Arsenal and Liverpool play out thrilling wins against biggest rivals; Fury remarkably un-furious after controversial draw in LA; Kiwis romp to Sevens title; Rahm wins Tiger’s year-end jamboree in the Caribbean; Copa confusion continues. This is your Monday sporting recap.
Bragging rights for the Gunners, Reds
For the last couple of years the balance of power in North London has shifted and the derby is something Spurs fans have come to look forward to, rather than approach with dread. But old habits die hard.
The 4-2 home win for Arsenal was the kind of pulsating match that is the ultimate advertisement for the Premier League and at the end of the 90-plus minutes the Gunners find themselves in familiar territory – in fourth place, and, crucially, ahead of Spurs.
Arsenal started with its tail up and capitalized early through Pierre-Emerick Aubameyang’s 10th-minute penalty, but a swift reply from Eric Dier, and an even swifter penalty from Harry Kane to take the lead looked to have brought Spurs out of its funk.

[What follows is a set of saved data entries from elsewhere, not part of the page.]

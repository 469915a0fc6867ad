//! Cooperative cancellation carrying an optional deadline.
//!
//! A [`Context`] is handed down by the caller's own request lifecycle and
//! bounds how long an acquisition may wait. It also decides when an
//! auto-released reservation is returned.
//!
//! Contexts form a tree: a derived context observes its parent's
//! cancellation, its deadline is the nearer of its own and the parent's, and
//! cancelling it never affects the parent.
//!
//! ```text
//!   background ──► with_cancel ──► with_timeout(1s)
//!       │               │                  │
//!   never fires    cancel() ───────► fires too
//!                                   or at the deadline
//! ```
//!
//! # Examples
//!
//! ```rust
//! use std::time::Duration;
//! use valmux::{Context, ContextError};
//!
//! let root = Context::new();
//! let child = root.with_timeout(Duration::from_secs(5));
//!
//! root.cancel();
//! assert_eq!(child.err(), Some(ContextError::Cancelled));
//! ```

use std::future::pending;
use std::time::Duration;

use thiserror::Error;
use tokio::task::JoinHandle;
use tokio::time::{sleep_until, Instant};
use tokio_util::sync::CancellationToken;

/// Why a context fired.
#[derive(Debug, Clone, Copy, PartialEq, Eq, Error)]
pub enum ContextError {
    /// [`Context::cancel`] was called on this context or an ancestor.
    #[error("context cancelled")]
    Cancelled,
    /// The deadline of this context or an ancestor has passed.
    #[error("context deadline exceeded")]
    DeadlineExceeded,
}

/// A cheap-to-clone cancellation token with an optional deadline.
///
/// Clones share the same cancellation state. Use [`with_cancel`],
/// [`with_deadline`] or [`with_timeout`] to derive an independent child.
///
/// [`with_cancel`]: Context::with_cancel
/// [`with_deadline`]: Context::with_deadline
/// [`with_timeout`]: Context::with_timeout
#[derive(Debug, Clone, Default)]
pub struct Context {
    token: Option<CancellationToken>,
    deadline: Option<Instant>,
}

impl Context {
    /// A context that never fires: not cancellable and without deadline.
    pub fn background() -> Self {
        Self::default()
    }

    /// A root context that can be cancelled explicitly and has no deadline.
    pub fn new() -> Self {
        Context {
            token: Some(CancellationToken::new()),
            deadline: None,
        }
    }

    fn child_token(&self) -> CancellationToken {
        match &self.token {
            Some(token) => token.child_token(),
            None => CancellationToken::new(),
        }
    }

    /// Derives a cancellable child that keeps the parent's deadline.
    pub fn with_cancel(&self) -> Self {
        Context {
            token: Some(self.child_token()),
            deadline: self.deadline,
        }
    }

    /// Derives a child that fires at `deadline` at the latest.
    ///
    /// A parent deadline that is nearer stays in effect.
    pub fn with_deadline(&self, deadline: Instant) -> Self {
        let deadline = match self.deadline {
            Some(parent) if parent < deadline => parent,
            _ => deadline,
        };
        Context {
            token: Some(self.child_token()),
            deadline: Some(deadline),
        }
    }

    /// Derives a child that fires `timeout` from now at the latest.
    ///
    /// A timeout too large to be represented behaves like no timeout.
    pub fn with_timeout(&self, timeout: Duration) -> Self {
        match Instant::now().checked_add(timeout) {
            Some(deadline) => self.with_deadline(deadline),
            None => self.with_cancel(),
        }
    }

    /// Cancels this context and every context derived from it.
    ///
    /// Has no effect on [`Context::background`].
    pub fn cancel(&self) {
        if let Some(token) = &self.token {
            token.cancel();
        }
    }

    /// The instant this context expires, if any.
    pub fn deadline(&self) -> Option<Instant> {
        self.deadline
    }

    /// Returns `true` if this context can ever fire.
    pub fn is_cancellable(&self) -> bool {
        self.token.is_some() || self.deadline.is_some()
    }

    /// Returns the reason this context fired, or `None` while it is live.
    ///
    /// An explicit cancel takes precedence over an elapsed deadline.
    pub fn err(&self) -> Option<ContextError> {
        if self.token.as_ref().is_some_and(|t| t.is_cancelled()) {
            return Some(ContextError::Cancelled);
        }
        match self.deadline {
            Some(deadline) if Instant::now() >= deadline => Some(ContextError::DeadlineExceeded),
            _ => None,
        }
    }

    /// Returns `true` once the context has fired.
    pub fn is_done(&self) -> bool {
        self.err().is_some()
    }

    /// Waits until the context fires and returns why.
    ///
    /// Never completes for a context that is not cancellable.
    pub async fn done(&self) -> ContextError {
        match (&self.token, self.deadline) {
            (Some(token), Some(deadline)) => {
                tokio::select! {
                    biased;
                    _ = token.cancelled() => ContextError::Cancelled,
                    _ = sleep_until(deadline) => ContextError::DeadlineExceeded,
                }
            }
            (Some(token), None) => {
                token.cancelled().await;
                ContextError::Cancelled
            }
            (None, Some(deadline)) => {
                sleep_until(deadline).await;
                ContextError::DeadlineExceeded
            }
            (None, None) => pending().await,
        }
    }

    /// Runs `f` exactly once, on a background task, when the context fires.
    ///
    /// Aborting the returned handle unregisters `f`. Returns `None` without
    /// spawning anything for a context that is not cancellable, `f` is
    /// dropped unrun.
    ///
    /// # Panics
    ///
    /// Panics if called outside of a tokio runtime.
    pub fn after_done<F>(&self, f: F) -> Option<JoinHandle<()>>
    where
        F: FnOnce() + Send + 'static,
    {
        if !self.is_cancellable() {
            return None;
        }
        let ctx = self.clone();
        Some(tokio::spawn(async move {
            ctx.done().await;
            f();
        }))
    }
}
//! File system storage
//!
//! `FsDisklet` stores entries as real files and folders beneath a fixed root.

use log::{debug, info};
use std::fs;
use std::io;
use std::path::{Path, PathBuf};

use crate::error::StorageError;
use crate::storage::Disklet;
use crate::storage::operations;
use crate::storage::results::Listing;
use crate::storage::validation::{ensure_confined, split_path, virtual_to_real_path};

/// Disklet backed by a directory on the local filesystem
#[derive(Debug, Clone)]
pub struct FsDisklet {
    root: PathBuf,
}

impl FsDisklet {
    /// Opens a store rooted at `root`, creating the directory if needed.
    pub fn new(root: impl AsRef<Path>) -> Result<Self, StorageError> {
        let root = root.as_ref();
        fs::create_dir_all(root)?;

        let root = root.canonicalize()?;
        if !root.is_dir() {
            return Err(StorageError::IoFailure(io::Error::other(format!(
                "store root {} is not a directory",
                root.display()
            ))));
        }

        info!("Disklet root directory: {}", root.display());
        Ok(Self { root })
    }

    /// Canonical root directory of the store
    pub fn root(&self) -> &Path {
        &self.root
    }

    /// Resolves a store path to a confined real path.
    ///
    /// The root itself is only returned when `allow_root` is set.
    fn resolve<'a>(&self, path: &'a str, allow_root: bool) -> Result<(PathBuf, Vec<&'a str>), StorageError> {
        let segments = split_path(path)?;
        if segments.is_empty() && !allow_root {
            return Err(StorageError::InvalidPath(
                "the store root is not a file".to_string(),
            ));
        }

        let real_path = virtual_to_real_path(&self.root, &segments);
        ensure_confined(&self.root, &real_path, path)?;
        Ok((real_path, segments))
    }
}

impl Disklet for FsDisklet {
    fn delete(&self, path: &str) -> Result<(), StorageError> {
        let (real_path, _) = self.resolve(path, false)?;
        operations::remove_entry(&real_path, path)
    }

    fn get_data(&self, path: &str) -> Result<Vec<u8>, StorageError> {
        let (real_path, _) = self.resolve(path, false)?;
        operations::read_file(&real_path, path)
    }

    fn list(&self, path: &str) -> Result<Listing, StorageError> {
        let (real_path, _) = self.resolve(path, true)?;
        operations::list_directory(&real_path, path)
    }

    fn set_data(&self, path: &str, data: &[u8]) -> Result<(), StorageError> {
        let (real_path, segments) = self.resolve(path, false)?;

        if real_path.is_dir() {
            return Err(StorageError::IsAFolder(path.to_string()));
        }

        operations::create_ancestors(&self.root, &segments)?;
        debug!("Staging {} bytes for {}", data.len(), path);
        operations::write_staged(&real_path, path, data)
    }
}

#[cfg(test)]
mod tests {
    use super::*;
    use crate::storage::EntryKind;

    fn scratch() -> (tempfile::TempDir, FsDisklet) {
        let dir = tempfile::tempdir().unwrap();
        let store = FsDisklet::new(dir.path()).unwrap();
        (dir, store)
    }

    #[test]
    fn creates_missing_root() {
        let dir = tempfile::tempdir().unwrap();
        let root = dir.path().join("app").join("files");
        let store = FsDisklet::new(&root).unwrap();
        assert!(store.root().is_dir());
    }

    #[test]
    fn rejects_file_as_root() {
        let dir = tempfile::tempdir().unwrap();
        let file = dir.path().join("plain");
        fs::write(&file, b"x").unwrap();
        assert!(FsDisklet::new(&file).is_err());
    }

    #[test]
    fn data_round_trip_creates_parents() {
        let (_dir, store) = scratch();
        let bytes = [0u8, 159, 146, 150, 255];

        store.set_data("a/b/c.bin", &bytes).unwrap();
        assert_eq!(store.get_data("a/b/c.bin").unwrap(), bytes);
        assert!(store.root().join("a/b").is_dir());
    }

    #[test]
    fn text_round_trip() {
        let (_dir, store) = scratch();
        store.set_text("notes.txt", "héllo\nwörld").unwrap();
        assert_eq!(store.get_text("notes.txt").unwrap(), "héllo\nwörld");
    }

    #[test]
    fn overwrite_leaves_no_residue() {
        let (_dir, store) = scratch();
        store.set_data("x", b"a much longer first value").unwrap();
        store.set_data("x", b"short").unwrap();
        assert_eq!(store.get_data("x").unwrap(), b"short");
    }

    #[test]
    fn invalid_utf8_is_decode_error() {
        let (_dir, store) = scratch();
        store.set_data("bin", &[0xff, 0xfe]).unwrap();
        assert!(matches!(store.get_text("bin"), Err(StorageError::DecodeError(_))));
    }

    #[test]
    fn reading_folder_is_not_found() {
        let (_dir, store) = scratch();
        store.set_text("a/b.txt", "x").unwrap();
        assert!(matches!(store.get_data("a"), Err(StorageError::NotFound(p)) if p == "a"));
        assert!(matches!(store.get_text("missing"), Err(StorageError::NotFound(_))));
    }

    #[test]
    fn writing_onto_folder_fails() {
        let (_dir, store) = scratch();
        store.set_text("a/b.txt", "x").unwrap();
        assert!(matches!(store.set_data("a", b"y"), Err(StorageError::IsAFolder(_))));
        assert_eq!(store.get_text("a/b.txt").unwrap(), "x");
    }

    #[test]
    fn writing_beneath_file_fails() {
        let (_dir, store) = scratch();
        store.set_text("a", "file").unwrap();
        assert!(matches!(
            store.set_text("a/b.txt", "x"),
            Err(StorageError::NotAFolder(p)) if p == "a"
        ));
    }

    #[test]
    fn listing_reports_kinds() {
        let (_dir, store) = scratch();
        store.set_data("a/b.txt", b"1").unwrap();
        store.set_data("c", b"2").unwrap();

        let root = store.list("").unwrap();
        assert_eq!(root.len(), 2);
        assert_eq!(root["a"], EntryKind::Folder);
        assert_eq!(root["c"], EntryKind::File);

        let sub = store.list("a").unwrap();
        assert_eq!(sub.len(), 1);
        assert_eq!(sub["b.txt"], EntryKind::File);
    }

    #[test]
    fn listing_errors() {
        let (_dir, store) = scratch();
        store.set_data("file", b"1").unwrap();
        assert!(matches!(store.list("nope"), Err(StorageError::NotFound(_))));
        assert!(matches!(store.list("file"), Err(StorageError::NotAFolder(_))));
    }

    #[test]
    fn delete_removes_subtree_and_is_idempotent() {
        let (_dir, store) = scratch();
        store.set_data("a/b/c.txt", b"1").unwrap();
        store.set_data("a/d.txt", b"2").unwrap();

        store.delete("a").unwrap();
        assert!(matches!(store.get_data("a/d.txt"), Err(StorageError::NotFound(_))));
        assert!(store.list("").unwrap().is_empty());

        store.delete("a").unwrap();
        store.delete("never/existed").unwrap();
    }

    #[test]
    fn empty_path_only_lists() {
        let (_dir, store) = scratch();
        assert!(store.list("").is_ok());
        assert!(matches!(store.delete(""), Err(StorageError::InvalidPath(_))));
        assert!(matches!(store.get_data(""), Err(StorageError::InvalidPath(_))));
        assert!(matches!(store.set_data("", b"x"), Err(StorageError::InvalidPath(_))));
    }

    #[test]
    fn escape_attempts_touch_nothing() {
        let (dir, store) = scratch();
        let outside = dir.path().parent().unwrap().join("secret");

        assert!(matches!(store.set_data("../secret", b"x"), Err(StorageError::InvalidPath(_))));
        assert!(!outside.exists());
        assert!(matches!(store.delete("a/../../secret"), Err(StorageError::InvalidPath(_))));
        assert!(matches!(store.list(".."), Err(StorageError::InvalidPath(_))));
        assert!(matches!(store.get_data("/etc/hosts"), Err(StorageError::InvalidPath(_))));
    }
}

The visitors played well up to and past the half time whistle but a second from Arsenal’s Gabonese striker – who’s absolutely on fire this season – before the hour, followed up by strikes from substitute Alexandre Lacazette and Lucas Torriera, restored Arsenal to winning ways over its biggest rival.
Up north another ancient rivalry played out amid frantic scenes as Liverpool overcame Everton 1-0 thanks to a late, late injury time winner from substitute Divock Origi, who scored a freak goal after a Virgil van Dijk volley bounced off Everton keeper Jordan Pickford’s gloves before bouncing off the bar and allowing Origi, who had only been on the pitch for 10 minutes, to nod in. The Kop erupted, Liverpool manager Jurgen Klopp erupted and Liverpool have another famous win over the blue half of Merseyside.
On the other side of London, Chelsea played out its own derby against crosstown rivals Fulham, with Maurizio Sarri’s men proving too much of a handful for former manager Claudio Ranieri – who was brought down to earth with a bump after last week’s first win – and the Cottagers, who lost 2-0 at Stamford Bridge.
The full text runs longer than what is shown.